Par une ordonnance n° 1800476 du 28 mars 2018, le juge des référés du tribunal administratif de Pau a rejeté le déféré.



Procédure devant la cour :



Par une requête, enregistrée le 10 avril 2018, le préfet des Pyrénées-Atlantiques demande au juge des référés de la cour :



1°) d’annuler cette ordonnance du 28 mars 2018 du juge des référés du tribunal administratif de Pau ;



2°) d’ordonner la suspension de l’exécution de la convention susmentionnée.


Considérant ce qui suit :



1. Le préfet des Pyrénées-Atlantiques fait appel de l'ordonnance du 28 mars 2018 par laquelle le juge des référés du tribunal administratif de Pau a rejeté sa demande tendant à la suspension de l’exécution de la convention conclue le 10 janvier 2018 entre la commune de Bayonne et l'association Euskal Moneta-Monnaie locale du Pays Basque, présentée sur le fondement des articles L. 554-2 du code de justice administrative et L. 2131-6 du code général des collectivités territoriales.

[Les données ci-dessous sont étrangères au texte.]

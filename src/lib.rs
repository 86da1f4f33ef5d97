//! # hostclass
//!
//! Classifies a host identifier, either an IP literal or a domain name, by
//! validity, address family, and whether it is (or resolves to) a loopback
//! or private address.
//!
//! ## Features
//!
//! - **Literal Parsing**: Dotted-decimal IPv4, colon-hex IPv6, bracketed and zoned forms
//! - **Private Ranges**: RFC 1918 IPv4 blocks, IPv6 unique-local and link-local
//! - **Pluggable DNS**: System getaddrinfo, hickory-dns, static overrides
//! - **Two Front Ends**: Blocking free functions and an async `HostClassifier`
//!
//! ## Quick Start
//!
//! ```rust,ignore
//! // Blocking, system resolver
//! assert!(hostclass::is_private("192.168.1.1"));
//! assert!(hostclass::is_valid_ipv4("8.8.8.8"));
//!
//! // Async, any resolver
//! use hostclass::HostClassifier;
//!
//! #[tokio::main]
//! async fn main() {
//!     let classifier = HostClassifier::new();
//!     let report = classifier.classify("localhost").await;
//!     println!("{report:?}");
//! }
//! ```
//!
//! ## Failure Model
//!
//! Every public predicate returns `bool`. Parse and resolution failures are
//! logged through `tracing` and count as "no evidence", so `false` means
//! either "not private" or "could not be determined".
//!
//! ## Modules
//!
//! - [`address`] - Literal parsing, range rules, and the classifiers
//! - [`base`] - Error definitions
//! - [`dns`] - Resolver trait and implementations

pub mod address;
pub mod base;
pub mod dns;

pub use address::blocking::{
    classify, is_host_valid, is_private, is_valid_fqdn, is_valid_ip, is_valid_ipv4, is_valid_ipv6,
};
pub use address::{AddressFamily, HostClassifier, HostClassifierConfig, HostReport, ResolverBackend};
pub use base::neterror::NetError;
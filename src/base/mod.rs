//! Base types and error handling.
//!
//! Provides foundational types mirroring Chromium's `net/base/`:
//! - [`NetError`](neterror::NetError): Error codes matching `net_error_list.h`
//! - [`IoResultExt`](context::IoResultExt): Context helpers for IO errors

pub mod context;
pub mod neterror;
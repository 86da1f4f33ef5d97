//! Host classification.
//!
//! - [`literal`]: IP literal parsing and address families
//! - [`range`]: Loopback and private-range rules on raw address bytes
//! - [`classifier`]: Async [`HostClassifier`] over any [`Resolve`](crate::dns::Resolve)
//! - [`blocking`]: Synchronous free functions over the system resolver
//! - [`report`]: All classifications of one host in a single value

pub mod blocking;
pub mod classifier;
mod evidence;
pub mod literal;
pub mod range;
pub mod report;

pub use classifier::{HostClassifier, HostClassifierConfig, ResolverBackend};
pub use literal::{parse_literal, AddressFamily, IpLiteral};
pub use range::{is_in_private_range, is_loopback, is_private_addr, private_range, PrivateRange};
pub use report::HostReport;
//! Loopback and private-range rules.
//!
//! The checks work on raw network-order bytes so they read the same way
//! the address blocks are written in the RFCs.
//!
//! | Block              | Rule                                        |
//! |--------------------|---------------------------------------------|
//! | `127.0.0.0/8`      | `b[0] == 127` (loopback)                    |
//! | `::1`              | all zero but `b[15] == 1` (loopback)        |
//! | `10.0.0.0/8`       | `b[0] == 10`                                |
//! | `172.16.0.0/12`    | `b[0] == 172 && 16 <= b[1] <= 31`           |
//! | `192.168.0.0/16`   | `b[0] == 192 && b[1] == 168`                |
//! | `fd00::/8`         | `b[0] == 0xFD` (unique local)               |
//! | `fe80::/10`        | `b[0] == 0xFE && b[1] & 0xC0 == 0x80`       |
//! | `fec0::/10`        | `b[0] == 0xFE && b[1] & 0xC0 == 0xC0`       |

use serde::Serialize;
use std::fmt;
use std::net::{IpAddr, Ipv4Addr, Ipv6Addr};

/// A named private block.
#[derive(Debug, Clone, Copy, PartialEq, Eq, Hash, Serialize)]
pub enum PrivateRange {
    /// `10.0.0.0/8`
    Rfc1918_10,
    /// `172.16.0.0/12`
    Rfc1918_172_16,
    /// `192.168.0.0/16`
    Rfc1918_192_168,
    /// `fd00::/8`
    UniqueLocal,
    /// `fe80::/10`
    LinkLocal,
    /// `fec0::/10`, deprecated by RFC 3879 but still never global.
    SiteLocal,
}

impl PrivateRange {
    pub fn cidr(self) -> &'static str {
        match self {
            PrivateRange::Rfc1918_10 => "10.0.0.0/8",
            PrivateRange::Rfc1918_172_16 => "172.16.0.0/12",
            PrivateRange::Rfc1918_192_168 => "192.168.0.0/16",
            PrivateRange::UniqueLocal => "fd00::/8",
            PrivateRange::LinkLocal => "fe80::/10",
            PrivateRange::SiteLocal => "fec0::/10",
        }
    }
}

impl fmt::Display for PrivateRange {
    fn fmt(&self, f: &mut fmt::Formatter<'_>) -> fmt::Result {
        f.write_str(self.cidr())
    }
}

/// Loopback for the address's own family: `127.0.0.0/8` or `::1`.
///
/// IPv4-mapped forms such as `::ffff:127.0.0.1` are IPv6 addresses and are
/// not loopback here.
pub fn is_loopback(addr: IpAddr) -> bool {
    match addr {
        IpAddr::V4(v4) => v4.octets()[0] == 127,
        IpAddr::V6(v6) => v6 == Ipv6Addr::LOCALHOST,
    }
}

/// Returns the private block containing `addr`, if any.
pub fn private_range(addr: IpAddr) -> Option<PrivateRange> {
    match addr {
        IpAddr::V4(v4) => private_range_v4(v4),
        IpAddr::V6(v6) => private_range_v6(v6),
    }
}

fn private_range_v4(addr: Ipv4Addr) -> Option<PrivateRange> {
    match addr.octets() {
        [10, ..] => Some(PrivateRange::Rfc1918_10),
        [172, b, ..] if (16..=31).contains(&b) => Some(PrivateRange::Rfc1918_172_16),
        [192, 168, ..] => Some(PrivateRange::Rfc1918_192_168),
        _ => None,
    }
}

fn private_range_v6(addr: Ipv6Addr) -> Option<PrivateRange> {
    let b = addr.octets();
    match (b[0], b[1] & 0xC0) {
        (0xFD, _) => Some(PrivateRange::UniqueLocal),
        (0xFE, 0x80) => Some(PrivateRange::LinkLocal),
        (0xFE, 0xC0) => Some(PrivateRange::SiteLocal),
        _ => None,
    }
}

pub fn is_in_private_range(addr: IpAddr) -> bool {
    private_range(addr).is_some()
}

/// Loopback or inside a private block.
pub fn is_private_addr(addr: IpAddr) -> bool {
    let private = is_loopback(addr) || is_in_private_range(addr);
    tracing::trace!(%addr, private, "classified address");
    private
}
use super::{DEFAULT_NAME, RECORD_EXTENSION};
use crate::utils::stream::ByteStream;

/// Recovers a file name for the marker at `marker_offset`.
///
/// Scans backward from `marker_offset - 1` down to offset 0, collecting runs
/// of word characters (ASCII letters, digits, `_`). Each run is checked once
/// a separator byte terminates it; the first run containing an underscore
/// becomes the name, with a `.wem` extension. Runs without an underscore are
/// dropped and the scan continues.
///
/// Falls back to [`DEFAULT_NAME`] when no run qualifies. A run still open
/// when the scan reaches offset 0 has no separator before it and is never
/// checked.
///
/// # Example
///
/// ```rust
/// use rifx::process::name::recover_name;
/// use rifx::utils::stream::ByteStream;
///
/// let stream = ByteStream::from(&b"\x00vo_intro\x00123\x00RIFX"[..]);
/// assert_eq!(recover_name(&stream, 14), "vo_intro.wem");
/// ```
pub fn recover_name(stream: &ByteStream, marker_offset: usize) -> String {
    recover_name_within(stream, marker_offset, None)
}

/// Same as [`recover_name`], looking back at most `lookback` bytes.
///
/// A run cut off by the lookback limit is unterminated and never accepted.
pub fn recover_name_within(
    stream: &ByteStream,
    marker_offset: usize,
    lookback: Option<usize>,
) -> String {
    let end = marker_offset.min(stream.len());
    let floor = lookback.map_or(0, |n| end.saturating_sub(n));
    let data = &stream.as_slice()[floor..end];

    let mut token_end = None;
    for i in (0..data.len()).rev() {
        match (is_word_byte(data[i]), token_end) {
            (true, None) => token_end = Some(i + 1),
            (false, Some(te)) => {
                if let Some(name) = accept(&data[i + 1..te]) {
                    return name;
                }
                token_end = None;
            }
            _ => {}
        }
    }

    DEFAULT_NAME.to_string()
}

fn is_word_byte(byte: u8) -> bool {
    byte.is_ascii_alphanumeric() || byte == b'_'
}

fn accept(token: &[u8]) -> Option<String> {
    if !token.contains(&b'_') {
        return None;
    }

    // Word bytes are ASCII, so this never fails.
    let token = std::str::from_utf8(token).ok()?;
    Some(format!("{token}.{RECORD_EXTENSION}"))
}
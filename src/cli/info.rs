use anyhow::Result;
use indicatif::{MultiProgress, ProgressBar, ProgressStyle};

use super::command::{Cli, InfoArgs};
use super::extract_options;
use super::output::check_input;
use rifx::process::extract::{Extractor, Outcome};
use rifx::utils::errors::ExtractError;
use rifx::utils::stream::ByteStream;

pub fn cmd_info(args: &InfoArgs, cli: &Cli, multi: Option<&MultiProgress>) -> Result<()> {
    log::info!("Analyzing archive: {}", args.input.display());
    check_input(&args.input)?;

    let stream = ByteStream::open(&args.input)?;
    let total_bytes = stream.len();
    let options = extract_options(&args.scan, cli);

    let mut context = ListingContext::default();

    if let Some(multi) = multi {
        let pb = multi.add(ProgressBar::new(total_bytes as u64));
        pb.set_style(ProgressStyle::with_template(
            "{spinner:.green} {bytes}/{total_bytes} {msg}",
        )?);
        pb.enable_steady_tick(std::time::Duration::from_millis(100));
        pb.set_message("Scanning for records...");
        context.pb = Some(pb);
    }

    let mut extractor = Extractor::new(stream, options);
    for outcome in extractor.by_ref() {
        if let Outcome::Skipped { marker_offset, .. } = &outcome {
            if cli.strict {
                return Err(ExtractError::BoundaryNotFound(*marker_offset).into());
            }
            log::warn!("No end boundary found for marker at {marker_offset:#X}");
        }
        context.process_outcome(&outcome);
    }

    context.finish(extractor.markers_found(), total_bytes);
    Ok(())
}

#[derive(Default)]
struct ListingContext {
    pb: Option<ProgressBar>,
    header_displayed: bool,
    records: usize,
    skipped: usize,
    payload_bytes: usize,
}

impl ListingContext {
    fn process_outcome(&mut self, outcome: &Outcome) {
        let mut lines = Vec::new();
        if !self.header_displayed {
            lines.push(String::new());
            lines.push("RIFX Records".to_string());
            lines.push("============".to_string());
            lines.push(String::new());
            lines.push(format!(
                "{:<12}{:<12}{:>10}  {}",
                "Start", "End", "Size", "Name"
            ));
            self.header_displayed = true;
        }

        lines.push(match outcome {
            Outcome::Extracted(record) => {
                self.records += 1;
                self.payload_bytes += record.len();
                format!(
                    "{:<12}{:<12}{:>10}  {}",
                    format!("{:#X}", record.start_offset),
                    format!("{:#X}", record.end_offset),
                    record.len(),
                    record.name
                )
            }
            Outcome::Skipped {
                marker_offset,
                name,
            } => {
                self.skipped += 1;
                format!(
                    "{:<12}{:<12}{:>10}  {name} (no end boundary)",
                    format!("{marker_offset:#X}"),
                    "-",
                    "-"
                )
            }
        });

        self.print(&lines);

        if let (Some(pb), Outcome::Extracted(record)) = (&self.pb, outcome) {
            pb.set_position(record.end_offset as u64);
        }
    }

    fn print(&self, lines: &[String]) {
        let emit = || {
            for line in lines {
                println!("{line}");
            }
        };

        // Temporarily pause progress bar for clean output
        match &self.pb {
            Some(pb) => pb.suspend(emit),
            None => emit(),
        }
    }

    fn finish(self, markers: usize, total_bytes: usize) {
        if let Some(ref pb) = self.pb {
            pb.finish_and_clear();
        }

        if markers == 0 {
            println!("No RIFX markers found in the file.");
            println!("This doesn't appear to contain embedded audio records.");
            return;
        }

        let size_mb = total_bytes as f64 / 1_000_000.0;
        let coverage = self.payload_bytes as f64 * 100.0 / total_bytes.max(1) as f64;

        println!();
        println!("Scan Summary");
        println!("  Markers found             {markers}");
        println!("  Records                   {}", self.records);
        println!("  Skipped markers           {}", self.skipped);
        println!("  Size                      {size_mb:.2} MB ({total_bytes} bytes)");
        println!(
            "  Record payload            {} bytes ({coverage:.1}%)",
            self.payload_bytes
        );
    }
}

2. Le premier alinéa de l’article L. 2131-6 du code général des collectivités territoriales dispose que : « Le représentant de l’Etat dans le département défère au tribunal administratif les actes mentionnés à l’article L. 2131-2 qu’il estime contraires à la légalité dans les deux mois suivant leur transmission ». Aux termes du troisième alinéa du même article, dont les dispositions sont reproduites sous l’article L. 554-1 du code de justice administrative : « Le représentant de l’Etat peut assortir son recours d’une demande de suspension. Il est fait droit à cette demande si l’un des moyens invoqués paraît, en l’état de l’instruction, propre à créer un doute sérieux quant à la légalité de l’acte attaqué… ».

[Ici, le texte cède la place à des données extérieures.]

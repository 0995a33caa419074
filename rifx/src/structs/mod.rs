pub mod record;
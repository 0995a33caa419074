use std::fs::File;
use std::io::{self, BufWriter, Read, Seek, SeekFrom, Write};
use std::path::{Path, PathBuf};

use crate::structs::record::Record;
use crate::utils::errors::ExportError;
use crate::utils::stream::ByteStream;

/// Copies `start..end` of `source_path` into `output_directory/name`.
///
/// The source is opened with its own read handle. An existing file with the
/// same name is truncated and overwritten. Both handles are dropped before
/// returning, on success and on error.
///
/// # Errors
///
/// [`ExportError::EmptyRange`] when `start >= end`, before anything is opened.
/// [`ExportError::ShortRead`] when the source holds fewer than `end - start`
/// bytes past `start`; the other variants wrap the failing I/O call.
pub fn export(
    source_path: &Path,
    output_directory: &Path,
    name: &str,
    start: usize,
    end: usize,
) -> Result<PathBuf, ExportError> {
    if start >= end {
        return Err(ExportError::EmptyRange { start, end });
    }

    let mut source = File::open(source_path).map_err(|source| ExportError::Open {
        path: source_path.to_path_buf(),
        source,
    })?;
    source
        .seek(SeekFrom::Start(start as u64))
        .map_err(|source| ExportError::Seek {
            offset: start,
            source,
        })?;

    let expected = end - start;
    let mut buffer = Vec::with_capacity(expected);
    source
        .take(expected as u64)
        .read_to_end(&mut buffer)
        .map_err(|source| ExportError::Read {
            path: source_path.to_path_buf(),
            source,
        })?;
    if buffer.len() != expected {
        return Err(ExportError::ShortRead {
            offset: start,
            expected,
            actual: buffer.len(),
        });
    }

    write_output(output_directory, name, &buffer)
}

/// Writes `record` from an in-memory stream, with the same output rules as
/// [`export`].
pub fn export_bytes(
    stream: &ByteStream,
    output_directory: &Path,
    record: &Record,
) -> Result<PathBuf, ExportError> {
    let bytes = stream.peek(record.start_offset, record.len());
    if bytes.len() != record.len() {
        return Err(ExportError::ShortRead {
            offset: record.start_offset,
            expected: record.len(),
            actual: bytes.len(),
        });
    }

    write_output(output_directory, &record.name, bytes)
}

fn write_output(output_directory: &Path, name: &str, bytes: &[u8]) -> Result<PathBuf, ExportError> {
    let path = output_directory.join(name);

    let file = File::create(&path).map_err(|source| ExportError::Create {
        path: path.clone(),
        source,
    })?;

    let write = |file: File| -> io::Result<()> {
        let mut writer = BufWriter::new(file);
        writer.write_all(bytes)?;
        writer.flush()
    };
    write(file).map_err(|source| ExportError::Write {
        path: path.clone(),
        source,
    })?;

    Ok(path)
}

/// Where [`run`](super::extract::run) takes record bytes from.
#[derive(Debug, Clone, Copy, Default, PartialEq, Eq)]
pub enum Exporter {
    /// Re-read each range from the source file with a fresh handle.
    #[default]
    SourceFile,
    /// Slice the already loaded stream.
    InMemory,
}

impl Exporter {
    pub fn export(
        self,
        source_path: &Path,
        stream: &ByteStream,
        output_directory: &Path,
        record: &Record,
    ) -> Result<PathBuf, ExportError> {
        match self {
            Exporter::SourceFile => export(
                source_path,
                output_directory,
                &record.name,
                record.start_offset,
                record.end_offset,
            ),
            Exporter::InMemory => export_bytes(stream, output_directory, record),
        }
    }
}

#[cfg(test)]
mod tests {
    use super::*;
    use std::fs;
    use tempfile::TempDir;

    fn source_file(dir: &TempDir, bytes: &[u8]) -> PathBuf {
        let path = dir.path().join("bank.bin");
        fs::write(&path, bytes).unwrap();
        path
    }

    #[test]
    fn copies_exact_range() {
        let dir = TempDir::new().unwrap();
        let data: Vec<u8> = (0..=255u8).cycle().take(4096).collect();
        let source = source_file(&dir, &data);

        let out = export(&source, dir.path(), "vo_line.wem", 100, 1337).unwrap();

        assert_eq!(out, dir.path().join("vo_line.wem"));
        let written = fs::read(&out).unwrap();
        assert_eq!(written.len(), 1237);
        assert_eq!(written, &data[100..1337]);
    }

    #[test]
    fn overwrites_existing_output() {
        let dir = TempDir::new().unwrap();
        let source = source_file(&dir, b"0123456789abcdef");
        fs::write(dir.path().join("a_b.wem"), vec![0xEE; 64]).unwrap();

        let out = export(&source, dir.path(), "a_b.wem", 2, 6).unwrap();
        assert_eq!(fs::read(out).unwrap(), b"2345");
    }

    #[test]
    fn short_source_is_an_error() {
        let dir = TempDir::new().unwrap();
        let source = source_file(&dir, b"0123456789");

        let err = export(&source, dir.path(), "a_b.wem", 4, 20).unwrap_err();
        assert!(matches!(
            err,
            ExportError::ShortRead {
                offset: 4,
                expected: 16,
                actual: 6
            }
        ));
    }

    #[test]
    fn empty_range_is_rejected() {
        let dir = TempDir::new().unwrap();
        let source = source_file(&dir, b"0123456789");

        let err = export(&source, dir.path(), "a_b.wem", 5, 5).unwrap_err();
        assert!(matches!(err, ExportError::EmptyRange { start: 5, end: 5 }));
        assert_eq!(err.to_string(), "Export range 0x5..0x5 is empty");
        assert!(!dir.path().join("a_b.wem").exists());

        let err = export(&source, dir.path(), "a_b.wem", 8, 3).unwrap_err();
        assert!(matches!(err, ExportError::EmptyRange { start: 8, end: 3 }));
    }

    #[test]
    fn missing_source_and_directory() {
        let dir = TempDir::new().unwrap();
        let missing = dir.path().join("missing.bin");

        let err = export(&missing, dir.path(), "a_b.wem", 0, 4).unwrap_err();
        assert!(matches!(err, ExportError::Open { .. }));

        let source = source_file(&dir, b"0123456789");
        let err = export(&source, &dir.path().join("nope"), "a_b.wem", 0, 4).unwrap_err();
        assert!(matches!(err, ExportError::Create { .. }));
    }

    #[test]
    fn in_memory_matches_file_export() {
        let dir = TempDir::new().unwrap();
        let data: Vec<u8> = (0..512u32).map(|i| (i * 13) as u8).collect();
        let source = source_file(&dir, &data);
        let stream = ByteStream::from(data.clone());

        let from_file = Record::new(8, 300, "from_file.wem", data.len()).unwrap();
        let from_memory = Record::new(8, 300, "from_memory.wem", data.len()).unwrap();
        let a = Exporter::SourceFile
            .export(&source, &stream, dir.path(), &from_file)
            .unwrap();
        let b = Exporter::InMemory
            .export(&source, &stream, dir.path(), &from_memory)
            .unwrap();

        assert_eq!(fs::read(a).unwrap(), fs::read(b).unwrap());
    }
}
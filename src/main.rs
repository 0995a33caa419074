use anyhow::Result;
use clap::Parser as ClapParser;
use indicatif::MultiProgress;
use indicatif_log_bridge::LogWrapper;

use cli::command::{Cli, Commands, LogFormat};
use cli::extract::cmd_extract;
use cli::info::cmd_info;

mod cli;
mod report;
mod transcode;

fn main() -> Result<()> {
    let cli = Cli::parse();

    let base_level = cli.loglevel.to_level_filter();

    let multi = MultiProgress::new();

    let mut env_builder = env_logger::Builder::from_default_env();
    env_builder.filter_level(base_level);
    match cli.log_format {
        LogFormat::Plain => {
            env_builder.format_timestamp_secs();
        }
        LogFormat::Json => {
            env_builder.format(|buf, record| {
                use std::io::Write;
                writeln!(
                    buf,
                    "{{\"ts\":\"{}\",\"lvl\":\"{}\",\"target\":\"{}\",\"msg\":{:?}}}",
                    buf.timestamp(),
                    record.level(),
                    record.target(),
                    record.args().to_string()
                )
            });
        }
    }

    let pb = if cli.progress {
        let logger = env_builder.build();
        LogWrapper::new(multi.clone(), logger).try_init()?;
        Some(&multi)
    } else {
        env_builder.try_init()?;
        None
    };

    match cli.command {
        Commands::Extract(ref args) => cmd_extract(args, &cli, pb)?,
        Commands::Info(ref args) => cmd_info(args, &cli, pb)?,
    }

    Ok(())
}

3. Au cours de sa séance du 19 juillet 2017, le conseil municipal de Bayonne a approuvé la conclusion d'une convention avec l'association Euskal Moneta-Monnaie locale du Pays Basque que le maire de Bayonne a signé le 10 janvier 2018. En vertu de cette convention, la commune s'engage d'une part à permettre l'encaissement par les régies municipales de l'eusko, monnaie locale du pays basque dont le taux de conversion est de 1 eusko pour 1 euro, en règlement des prestations fournies par la commune et, d'autre part, à autoriser le paiement « en euskos » des dépenses de la collectivité telles que les indemnités versées aux membres du conseil municipal, les subventions et le paiement de factures aux entreprises adhérentes au réseau de la monnaie locale, sur demande des intéressés.

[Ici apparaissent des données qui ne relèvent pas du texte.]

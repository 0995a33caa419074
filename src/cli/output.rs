use std::fs;
use std::path::{Path, PathBuf};

use anyhow::{Context, Result, bail};

/// Fails unless `input` is an existing regular file.
pub fn check_input(input: &Path) -> Result<()> {
    match fs::metadata(input) {
        Ok(meta) if meta.is_file() => Ok(()),
        Ok(_) => bail!("Not a file: {}", input.display()),
        Err(_) => bail!("File not found: {}", input.display()),
    }
}

/// `dir/bank.pkz` maps to `dir/bank`, next to the input. An input without
/// extension gets an `_extracted` suffix instead so the two never collide.
pub fn default_output_directory(input: &Path) -> PathBuf {
    let mut stem = input
        .file_stem()
        .map(|s| s.to_os_string())
        .unwrap_or_else(|| "output".into());
    if input.extension().is_none() {
        stem.push("_extracted");
    }

    match input.parent() {
        Some(parent) => parent.join(stem),
        None => PathBuf::from(stem),
    }
}

/// Creates `dir` and its parents when missing.
pub fn ensure_output_directory(dir: &Path) -> Result<()> {
    if !dir.is_dir() {
        fs::create_dir_all(dir)
            .with_context(|| format!("Cannot create output directory {}", dir.display()))?;
        log::info!("Created output directory {}", dir.display());
    }
    Ok(())
}

#[cfg(test)]
mod tests {
    use super::*;
    use tempfile::TempDir;

    #[test]
    fn output_directory_is_sibling_stem() {
        assert_eq!(
            default_output_directory(Path::new("data/sfx_bank.pkz")),
            PathBuf::from("data/sfx_bank")
        );
        assert_eq!(
            default_output_directory(Path::new("bank.pkz.dec")),
            PathBuf::from("bank.pkz")
        );
        assert_eq!(
            default_output_directory(Path::new("bank")),
            PathBuf::from("bank_extracted")
        );
    }

    #[test]
    fn missing_input_is_reported() {
        let dir = TempDir::new().unwrap();
        let err = check_input(&dir.path().join("absent.pkz")).unwrap_err();
        assert!(err.to_string().starts_with("File not found"));
        assert!(check_input(dir.path()).is_err());

        let file = dir.path().join("present.pkz");
        fs::write(&file, b"x").unwrap();
        assert!(check_input(&file).is_ok());
    }

    #[test]
    fn ensure_creates_nested() {
        let dir = TempDir::new().unwrap();
        let nested = dir.path().join("a").join("b");
        ensure_output_directory(&nested).unwrap();
        assert!(nested.is_dir());
        ensure_output_directory(&nested).unwrap();
    }
}
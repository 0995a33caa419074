use super::MAGIC;
use crate::utils::stream::ByteStream;

/// Finds the first `RIFX` marker starting at or after `start_offset`.
///
/// Every position `p` with `start_offset <= p < len - 4` is a candidate.
/// When the byte at `p` matches the first marker byte, the next three bytes
/// are compared; on a mismatch the scan resumes at `p + 1`, so a failed
/// probe never hides a marker starting inside it.
///
/// # Returns
///
/// The offset of the marker's first byte, or `None` when no candidate
/// position remains. Streams shorter than five bytes never match.
///
/// # Example
///
/// ```rust
/// use rifx::process::scan::find_marker;
/// use rifx::utils::stream::ByteStream;
///
/// let stream = ByteStream::from(&b"RRIFXdata"[..]);
/// assert_eq!(find_marker(&stream, 0), Some(1));
/// assert_eq!(find_marker(&stream, 2), None);
/// ```
pub fn find_marker(stream: &ByteStream, start_offset: usize) -> Option<usize> {
    let data = stream.as_slice();
    let search_end = data.len().saturating_sub(MAGIC.len());

    (start_offset..search_end).find(|&p| data[p] == MAGIC[0] && data[p + 1..p + 4] == MAGIC[1..])
}

#[test]
fn short_streams_never_match() {
    for len in 0..5 {
        let stream = ByteStream::from(&b"RIFXX"[..len]);
        assert_eq!(find_marker(&stream, 0), None, "len {len}");
    }
    assert_eq!(find_marker(&ByteStream::from(&b"RIFXX"[..]), 0), Some(0));
}

#[test]
fn overlapping_first_byte_is_rescanned() {
    let stream = ByteStream::from(&b"RIRRIFX...."[..]);
    assert_eq!(find_marker(&stream, 0), Some(3));
}

#[test]
fn start_offset_is_inclusive() {
    let stream = ByteStream::from(&b"..RIFX..RIFX.."[..]);
    assert_eq!(find_marker(&stream, 2), Some(2));
    assert_eq!(find_marker(&stream, 3), Some(8));
    assert_eq!(find_marker(&stream, 9), None);
    assert_eq!(find_marker(&stream, 1000), None);
}

#[test]
fn no_marker_in_large_stream() {
    let data: Vec<u8> = (0..1000).map(|i| (i * 7 % 80) as u8).collect();
    assert!(!data.windows(4).any(|w| w == MAGIC));

    let mut tail = data.clone();
    tail.truncate(996);
    tail.extend_from_slice(b"RIF");
    tail.push(b'R');

    assert_eq!(find_marker(&ByteStream::from(data), 0), None);
    assert_eq!(find_marker(&ByteStream::from(tail), 0), None);
}

#[test]
fn marker_in_final_window_is_not_a_candidate() {
    let stream = ByteStream::from(&b"....RIFX"[..]);
    assert_eq!(find_marker(&stream, 0), None);
}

4. Dans le rapport de présentation de la délibération, il est mentionné que l'encaissement des titres de monnaie locale complémentaire par la commune est rendu possible par la réglementation en vigueur et dans le cadre de la loi du 31 juillet 2014 relative à l'économie sociale et solidaire mais qu'en revanche, en l'état actuel du droit, les titres de monnaie locale ne figurent pas parmi les moyens de règlement des dépenses publiques qui sont limitativement énumérés, les comptables publics n’étant pas habilités à effectuer les paiements sous cette forme. Sur ce dernier point, la motivation de la délibération reprend les termes d’une « fiche relative aux titres de monnaie locale complémentaire » établie par la direction générale des finances publiques.

5. Le préfet soutient qu'il résulte des dispositions de l'article 34 du décret du 7 novembre 2012 et de celles de l'arrêté du 24 décembre 2012 énumérant notamment les moyens de règlement des dépenses publiques, auxquelles la loi du 31 juillet 2014 ne peut être regardée comme ayant entendu déroger, que les dépenses de la commune ne peuvent pas être réglées selon le dispositif stipulé par la convention en litige.

6. Il ressort des stipulations de cet acte que, sur demande de membres du conseil municipal, d’associations ou d’entreprises disposant d’un compte en euskos, la commune de Bayonne s’engage à payer certaines dépenses libellées en euskos en réalisant un virement en euros à l’association Euskal Moneta-Monnaie locale du Pays Basque qui opère la conversion du paiement en euskos et le règlement en monnaie locale sur le compte en euskos du destinataire du paiement, tenu par l’association. Il est vrai qu’en dépit de l’intitulé du 4 de la convention, la commune ne s’engage pas à régler directement certaines dépenses en euskos. Néanmoins, il résulte de ces stipulations que, quand bien même le bénéficiaire du paiement aura préalablement donné mandat à l’association pour recevoir celui-ci et devra fournir au comptable de la commune un « relevé d’identité euskos » indiquant son numéro de compte en euskos auprès de l’association, le caractère libératoire du paiement de la dépense publique dépendra de l’intermédiation de l’association alors que celle-ci n’est pas au nombre des organismes habilités par convention à régler certaines dépenses publiques en vertu de l’article L. 1611-7 du code général des collectivités territoriales. Il est en outre constant que la loi du 31 juillet 2014 n’a pas autorisé spécifiquement une dérogation aux règles de compétence en matière de comptabilité publique habilitant cette forme, même indirecte, de paiement des dépenses de la collectivité en monnaie locale.

7. Il résulte de tout ce qui précède qu’en l’état de l’instruction, le moyen invoqué par le préfet paraît propre à créer un doute sérieux quant à la validité de la convention déférée. Par suite, le préfet est fondé à demander l’annulation de l’ordonnance attaquée et la suspension de l’exécution de la convention.

Sur les conclusions au titre de l’article L. 761-1 du code de justice administrative :



8. Les dispositions de l’article L. 761-1 du code de justice administrative font obstacle à ce que soit mis à la charge de l’Etat, qui n’est pas la partie perdante dans la présente instance, le versement à la commune de Bayonne de la somme qu’elle demande au titre des frais de procès.




ORDONNE :



Article 1er : L’ordonnance du juge des référés du tribunal administratif de Pau n° 1800476 du 28 mars 2018 est annulée.



Article 2 : L’exécution de la convention signée le 10 janvier 2018 par la commune de Bayonne avec l'association Euskal Moneta-Monnaie locale du Pays Basque est suspendue jusqu’à ce qu’il ait été statué au fond sur la validité de cet acte.



Article 3 : Les conclusions de la commune de Bayonne tendant à l’application de l’article L. 761-1 du code de justice administrative sont rejetées.